Well the vast majority of us have poor judgment so ...


----------



## Fillet-brazed (Jan 13, 2004)

bushpig said:


> I think I have a late 80s WTB dealer cost list at home. I can't recall numbers but I do remember that the rollercam was around the same as the cantilevers. Market sure has diverged since


yeah, Ive got an 89 price list but nothing earlier than that.


----------



## cursivearmy (Jan 26, 2004)

bushpig said:


> Well the vast majority of us have poor judgment so ...


Ok, so i just got off the phone with Steve and he said that having Dave make them would be a no go as Charlie still holds the patent on them and it's good, not to mention Steve's name is more than likely also on the patent. He did say that it would be fun to do, and get them in the hands of all the right people, but realistically not that possible. He did enjoy the fact that there is so much entusiasm for the products that they built.

for what it's worth
nate


----------



## Rumpfy (Dec 21, 2003)

cursivearmy said:


> Ok, so i just got off the phone with Steve and he said that having Dave make them would be a no go as Charlie still holds the patent on them and it's good, not to mention Steve's name is more than likely also on the patent. He did say that it would be fun to do, and get them in the hands of all the right people, but realistically not that possible. He did enjoy the fact that there is so much entusiasm for the products that they built.
> 
> for what it's worth
> nate


Warm and fuzzy...but alas, no RC's.


----------



## girlonbike (Apr 24, 2008)

Well, I did a search and Charlie is the only one listed as inventor. The patent has expired for nonpayment if I have the right patent. You guys probably know the technical aspect of this better than me since I'm not technically driven and can confirm if this is the right patent.

For your reading pleasure: _Caliper brake for mountain bicycles having wide tires_ is the patent title

http://patft.uspto.gov/netacgi/nph-...4,765,443.PN.&OS=PN/4,765,443&RS=PN/4,765,443

this is the patent info: https://ramps.uspto.gov/eram/getMaintFeesInfo.do;jsessionid=0000mJAqlaDPVdoMNCxT07yHMFR:11g0uepfb plug in these numbers below:

patent number: 4765443
application no: 07032956

I don't think this idea is dead in the water. Most contract manufacturers have liability insurance. Does it cover product liability? Maybe. Maybe not. Does anybody know Dave?


----------



## haaki (Sep 15, 2008)

*those shifter mounts are the bomb*

were those standard at that year as in the 80s it was all bar ends
I want some? I assume they are Cunninghams/ WTBs you folks know where to find them?
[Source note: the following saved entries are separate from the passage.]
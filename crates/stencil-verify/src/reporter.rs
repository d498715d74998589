//! Rendering of verification failures: tabular listing and per-layer ASCII art.

use std::io::{self, Write};
use std::ops::ControlFlow;

use console::style;
use stencil_core::Element;

use crate::spec::VerificationSpec;
use crate::verification::{Failure, Verification};

/// Boolean mask over the (i, j) plane marking positions with a failure.
#[derive(Clone, Debug, PartialEq, Eq)]
pub struct ErrorLayer {
    i_size: usize,
    j_size: usize,
    mask: Vec<bool>,
}

impl ErrorLayer {
    /// Mask of size `i_size * j_size` with every position of `failures` set.
    /// Failures outside the plane are ignored.
    pub fn new<'f, T: 'f>(
        i_size: usize,
        j_size: usize,
        failures: impl IntoIterator<Item = &'f Failure<T>>,
    ) -> Self {
        let mut layer = Self {
            i_size,
            j_size,
            mask: vec![false; i_size * j_size],
        };
        for f in failures {
            if f.i < i_size && f.j < j_size {
                layer.mask[f.i * j_size + f.j] = true;
            }
        }
        layer
    }

    pub fn get(&self, i: usize, j: usize) -> bool {
        self.mask[i * self.j_size + j]
    }

    pub fn i_size(&self) -> usize {
        self.i_size
    }

    pub fn j_size(&self) -> usize {
        self.j_size
    }

    /// Number of marked positions.
    pub fn count(&self) -> usize {
        self.mask.iter().filter(|&&m| m).count()
    }
}

/// Reports failed verifications according to a [`VerificationSpec`].
#[derive(Clone, Debug, Default)]
pub struct VerificationReporter {
    spec: VerificationSpec,
}

impl VerificationReporter {
    pub fn new(spec: VerificationSpec) -> Self {
        Self { spec }
    }

    pub fn spec(&self) -> &VerificationSpec {
        &self.spec
    }

    /// Render the failures of `verification` to `out`.
    ///
    /// Returns [`ControlFlow::Break`] when the stop-on-error policy applies to
    /// this field. Terminating the process is left to the caller.
    pub fn report<T: Element>(
        &self,
        verification: &Verification<'_, T>,
        out: &mut impl Write,
    ) -> io::Result<ControlFlow<()>> {
        if self.spec.list() {
            self.list_failures(verification, out)?;
        }
        if self.spec.visualize() {
            self.visualize_failures(verification, out)?;
        }

        let name = verification.output_field().name();
        if self.spec.stop_on_error() && self.spec.matches_field(name) {
            return Ok(ControlFlow::Break(()));
        }
        Ok(ControlFlow::Continue(()))
    }

    /// Table of `Position | Actual | Reference` rows.
    pub fn list_failures<T: Element>(
        &self,
        verification: &Verification<'_, T>,
        out: &mut impl Write,
    ) -> io::Result<()> {
        let name = verification.output_field().name();
        if !self.spec.matches_field(name) {
            return Ok(());
        }
        let failures = verification.failures();
        if failures.is_empty() {
            return Ok(());
        }

        writeln!(
            out,
            "{:>13} | {:>24} | {:>24}",
            "Position",
            format!("Actual [{name}]"),
            "Reference"
        )?;
        writeln!(out, "{}", "-".repeat(67))?;

        let limit = self.spec.max_errors_to_list().unwrap_or(usize::MAX);
        for f in failures
            .iter()
            .filter(|f| self.spec.matches_k(f.k))
            .take(limit)
        {
            writeln!(
                out,
                "({:3},{:3},{:3}) | {:24.12} | {:24.12}",
                f.i, f.j, f.k, f.out_val, f.ref_val
            )?;
        }
        writeln!(out)
    }

    /// One ASCII grid per k-layer that contains failures.
    pub fn visualize_failures<T: Element>(
        &self,
        verification: &Verification<'_, T>,
        out: &mut impl Write,
    ) -> io::Result<()> {
        let output = verification.output_field();
        if !self.spec.matches_field(output.name()) {
            return Ok(());
        }
        let reference = verification.reference_field();

        for k in self.spec.k_layers(reference.k_size()) {
            let k_failures: Vec<&Failure<T>> = verification
                .failures()
                .iter()
                .filter(|f| f.k == k)
                .collect();
            if k_failures.is_empty() {
                continue;
            }
            let layer = ErrorLayer::new(
                reference.i_size(),
                reference.j_size(),
                k_failures.iter().copied(),
            );
            print_layer(out, &layer, &k_failures, k, output.name())?;
        }
        Ok(())
    }
}

fn print_layer<T>(
    out: &mut impl Write,
    layer: &ErrorLayer,
    failures: &[&Failure<T>],
    k: usize,
    name: &str,
) -> io::Result<()> {
    write!(out, "\nk = {k} ({name})\n\n       j\n   0-------->\n")?;

    // Failure triples printed to the right of successive rows.
    let mut annotations = failures.iter();

    for i in 0..layer.i_size() {
        let arrow = match i {
            3 => "   v ",
            1 => " i | ",
            0 | 2 => "   | ",
            _ => "     ",
        };
        write!(out, "{arrow}")?;

        for j in 0..layer.j_size() {
            if layer.get(i, j) {
                write!(out, "{}", style("X ").red())?;
            } else {
                write!(out, "{}", style("X ").green())?;
            }
        }

        match annotations.next() {
            Some(f) => writeln!(out, " ({:3},{:3},{:3})", f.i, f.j, f.k)?,
            None => writeln!(out)?,
        }
    }
    writeln!(out)
}
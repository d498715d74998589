//! Summary statistics of benchmark measurements and the persisted JSON
//! result document.
//!
//! The document maps benchmark name to stencil name to domain (`"i j k"`) to
//! the list of mean runtimes of every run:
//!
//! ```json
//! {
//!   "dycore": {
//!     "laplacian": {
//!       "122 122 80": [0.0021, 0.0020]
//!     }
//!   }
//! }
//! ```

use std::fs;
use std::io::Write;
use std::path::Path;

use serde_json::{Map, Value};
use tracing::info;

use crate::spec::{BenchmarkSpec, FileMode};
use crate::{BenchError, Result};

/// Mean and population standard deviation of a set of runtimes.
#[derive(Clone, Copy, Debug, PartialEq)]
pub struct BenchmarkStats {
    pub mean: f64,
    pub stdev: f64,
    pub samples: usize,
}

impl BenchmarkStats {
    /// `None` for an empty sample set.
    pub fn from_samples(samples: &[f64]) -> Option<Self> {
        if samples.is_empty() {
            return None;
        }
        let n = samples.len() as f64;
        let mean = samples.iter().sum::<f64>() / n;
        let var = samples.iter().map(|x| (x - mean) * (x - mean)).sum::<f64>() / n;
        Some(Self {
            mean,
            stdev: var.sqrt(),
            samples: samples.len(),
        })
    }
}

/// Collects the runtimes of one `<Benchmark>.<Stencil>` and reports them.
#[derive(Clone, Debug)]
pub struct BenchmarkReporter {
    name: String,
    spec: BenchmarkSpec,
    measurements: Vec<f64>,
}

impl BenchmarkReporter {
    pub fn new(name: impl Into<String>, spec: BenchmarkSpec) -> Self {
        let measurements = Vec::with_capacity(spec.reps());
        Self {
            name: name.into(),
            spec,
            measurements,
        }
    }

    pub fn name(&self) -> &str {
        &self.name
    }

    pub fn spec(&self) -> &BenchmarkSpec {
        &self.spec
    }

    /// Record one elapsed time in seconds.
    pub fn add_measurement(&mut self, seconds: f64) {
        self.measurements.push(seconds);
    }

    pub fn measurements(&self) -> &[f64] {
        &self.measurements
    }

    /// Print the configuration table.
    pub fn print_header(&self, out: &mut impl Write) -> std::io::Result<()> {
        writeln!(out, "Benchmark configuration:")?;
        write!(out, "{}", self.spec.summary())
    }

    /// Summarize the measurements: print the one-line summary to `out`
    /// unless quiet, and merge the mean into the result file if one is
    /// configured.
    pub fn report(&self, out: &mut impl Write) -> Result<BenchmarkStats> {
        let stats = BenchmarkStats::from_samples(&self.measurements)
            .ok_or_else(|| BenchError::NoMeasurements(self.name.clone()))?;

        let (benchmark, stencil) = match self.name.split('.').collect::<Vec<_>>()[..] {
            [b, s] if !b.is_empty() && !s.is_empty() => (b, s),
            _ => return Err(BenchError::InvalidName(self.name.clone())),
        };

        if !self.spec.quiet() {
            writeln!(
                out,
                "  {stencil:<23}     {:18.10}   +/- {:15.10} [s]",
                stats.mean, stats.stdev
            )?;
        }

        if let Some(path) = self.spec.file() {
            let domain = format!(
                "{} {} {}",
                self.spec.i_size(),
                self.spec.j_size(),
                self.spec.k_size()
            );
            let mut root = match self.spec.file_mode() {
                FileMode::Append => read_document(path)?,
                FileMode::New => Map::new(),
            };
            insert_measurement(&mut root, path, benchmark, stencil, &domain, stats.mean)?;

            info!(file = %path.display(), "writing benchmark results");
            let mut text = serde_json::to_string_pretty(&Value::Object(root))?;
            text.push('\n');
            fs::write(path, text)?;
        }
        Ok(stats)
    }
}

fn malformed(path: &Path, reason: impl Into<String>) -> BenchError {
    BenchError::InvalidDocument {
        path: path.display().to_string(),
        reason: reason.into(),
    }
}

/// The existing document at `path`; empty if the file is absent or blank.
fn read_document(path: &Path) -> Result<Map<String, Value>> {
    if !path.exists() {
        return Ok(Map::new());
    }
    info!(file = %path.display(), "opening benchmark file");
    let text = fs::read_to_string(path)?;
    if text.trim().is_empty() {
        return Ok(Map::new());
    }
    info!(file = %path.display(), "parsing benchmark file");
    match serde_json::from_str::<Value>(&text)? {
        Value::Object(map) => Ok(map),
        _ => Err(malformed(path, "top level is not an object")),
    }
}

/// The object stored under `key`, inserted empty if missing.
fn object_entry<'m>(
    map: &'m mut Map<String, Value>,
    path: &Path,
    key: &str,
) -> Result<&'m mut Map<String, Value>> {
    map.entry(key)
        .or_insert_with(|| Value::Object(Map::new()))
        .as_object_mut()
        .ok_or_else(|| malformed(path, format!("'{key}' is not an object")))
}

fn insert_measurement(
    root: &mut Map<String, Value>,
    path: &Path,
    benchmark: &str,
    stencil: &str,
    domain: &str,
    mean: f64,
) -> Result<()> {
    if root.contains_key(benchmark) {
        info!(benchmark, "found already existing benchmark");
    } else {
        info!(benchmark, "inserting benchmark");
    }
    let stencils = object_entry(root, path, benchmark)?;

    if stencils.contains_key(stencil) {
        info!(stencil, "found already existing stencil");
    } else {
        info!(stencil, benchmark, "inserting stencil");
    }
    let domains = object_entry(stencils, path, stencil)?;

    if domains.contains_key(domain) {
        info!(domain, stencil, "extending domain");
    } else {
        info!(domain, stencil, "inserting domain");
    }
    domains
        .entry(domain)
        .or_insert_with(|| Value::Array(Vec::new()))
        .as_array_mut()
        .ok_or_else(|| malformed(path, format!("'{domain}' is not an array")))?
        .push(Value::from(mean));
    Ok(())
}

#[cfg(test)]
mod tests {
    use super::*;

    #[test]
    fn test_stats() {
        let stats = BenchmarkStats::from_samples(&[1.0, 2.0, 3.0]).unwrap();
        assert_eq!(stats.mean, 2.0);
        assert!((stats.stdev - (2.0f64 / 3.0).sqrt()).abs() < 1e-15);
        assert_eq!(stats.samples, 3);
        assert!(BenchmarkStats::from_samples(&[]).is_none());
    }

    #[test]
    fn test_no_measurements() {
        let reporter = BenchmarkReporter::new("dycore.lap", BenchmarkSpec::default());
        let err = reporter.report(&mut Vec::new()).unwrap_err();
        assert_eq!(
            err.to_string(),
            "BenchmarkReporter of 'dycore.lap': no measurements found"
        );
    }

    #[test]
    fn test_invalid_name() {
        for name in ["lap", "a.b.c", ".lap", "dycore."] {
            let mut reporter = BenchmarkReporter::new(name, BenchmarkSpec::default());
            reporter.add_measurement(1.0);
            assert!(matches!(
                reporter.report(&mut Vec::new()),
                Err(BenchError::InvalidName(_))
            ));
        }
    }

    #[test]
    fn test_summary_line() {
        let mut reporter = BenchmarkReporter::new("dycore.lap", BenchmarkSpec::default());
        reporter.add_measurement(0.5);
        reporter.add_measurement(1.5);
        let mut out = Vec::new();
        reporter.report(&mut out).unwrap();
        assert_eq!(
            String::from_utf8(out).unwrap(),
            format!("  {:<23}     {:18.10}   +/- {:15.10} [s]\n", "lap", 1.0, 0.5)
        );

        let mut quiet =
            BenchmarkReporter::new("dycore.lap", BenchmarkSpec::parse("quiet").unwrap());
        quiet.add_measurement(1.0);
        let mut out = Vec::new();
        quiet.report(&mut out).unwrap();
        assert!(out.is_empty());
    }

    #[test]
    fn test_insert_creates_each_level() {
        let path = Path::new("results.json");
        let mut root = Map::new();
        insert_measurement(&mut root, path, "b", "s", "1 1 1", 1.0).unwrap();
        insert_measurement(&mut root, path, "b", "s", "1 1 1", 2.0).unwrap();
        insert_measurement(&mut root, path, "b", "s", "2 2 2", 3.0).unwrap();
        insert_measurement(&mut root, path, "b", "t", "1 1 1", 4.0).unwrap();
        insert_measurement(&mut root, path, "c", "s", "1 1 1", 5.0).unwrap();
        assert_eq!(
            Value::Object(root),
            serde_json::json!({
                "b": {
                    "s": { "1 1 1": [1.0, 2.0], "2 2 2": [3.0] },
                    "t": { "1 1 1": [4.0] }
                },
                "c": { "s": { "1 1 1": [5.0] } }
            })
        );
    }

    #[test]
    fn test_insert_rejects_malformed_document() {
        let path = Path::new("results.json");
        let mut root = Map::new();
        root.insert("b".to_owned(), Value::from(1.0));
        assert!(matches!(
            insert_measurement(&mut root, path, "b", "s", "1 1 1", 1.0),
            Err(BenchError::InvalidDocument { .. })
        ));
    }
}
thought I'd need take-offs or thumbies but those are muy better. Prolly much harder to come by as well


----------



## crconsulting (Apr 11, 2004)

bushpig said:


> Can't you and CRC do that for us? C'mon guys, where is your team spirit?


It's a lot more complicated than just the arms. Remember there are bushings that must be fabbed. The springs, the cams and all the little hardware pieces like washers etc... 
Its quite an undertaking.

I think most of all, those guys (Steve and Charlie) worked hard to design those parts. Even if the patent isn't current, out or respect, I wouldn't undermine their hard work by copying their parts. It took a lot of man hours (i.e. someones life) to get to the point where those parts were even ready to be machined. That being said the machining time is just a fraction of the whole equation. I guarantee it will be cheaper to buy them off e-bay than what the actual cost of those parts would be to reproduce today


----------



## crconsulting (Apr 11, 2004)

cursivearmy said:


> MWC will still take 12 at the 1984 cost!
> 
> I remember Steve saying something about product liability insurance:madman:





Fillet-brazed said:


> yeah, Charlie has said the same.


HA HA!!
Damn Lawyers   

Sorry Bushy


----------



## bushpig (Nov 26, 2005)

crconsulting said:


> HA HA!!
> Damn Lawyers
> 
> Sorry Bushy


 LOL - don't forget doctors too. I've heard Charlie's story and it involved a doctor who sued because he wasn't told that he had to insert the cam into the rollers before riding. :thumbsup:


----------



## Rumpfy (Dec 21, 2003)

Not to steal your thunder G...but now your Jelly Bean has a buddy to play with.


----------



## Fillet-brazed (Jan 13, 2004)

crconsulting said:


> It's a lot more complicated than just the arms. Remember there are bushings that must be fabbed. The springs, the cams and all the little hardware pieces like washers etc...
> Its quite an undertaking.
> 
> I think most of all, those guys (Steve and Charlie) worked hard to design those parts. Even if the patent isn't current, out or respect, I wouldn't undermine their hard work by copying their parts. It took a lot of man hours (i.e. someones life) to get to the point where those parts were even ready to be machined. That being said the machining time is just a fraction of the whole equation. I guarantee it will be cheaper to buy them off e-bay than what the actual cost of those parts would be to reproduce today


Yep, it's been discussed at least a couple times before and this was pretty much the consensus.


----------



## colker1 (Jan 6, 2004)

Rumpfy said:


> Not to steal your thunder G...but now your Jelly Bean has a buddy to play with.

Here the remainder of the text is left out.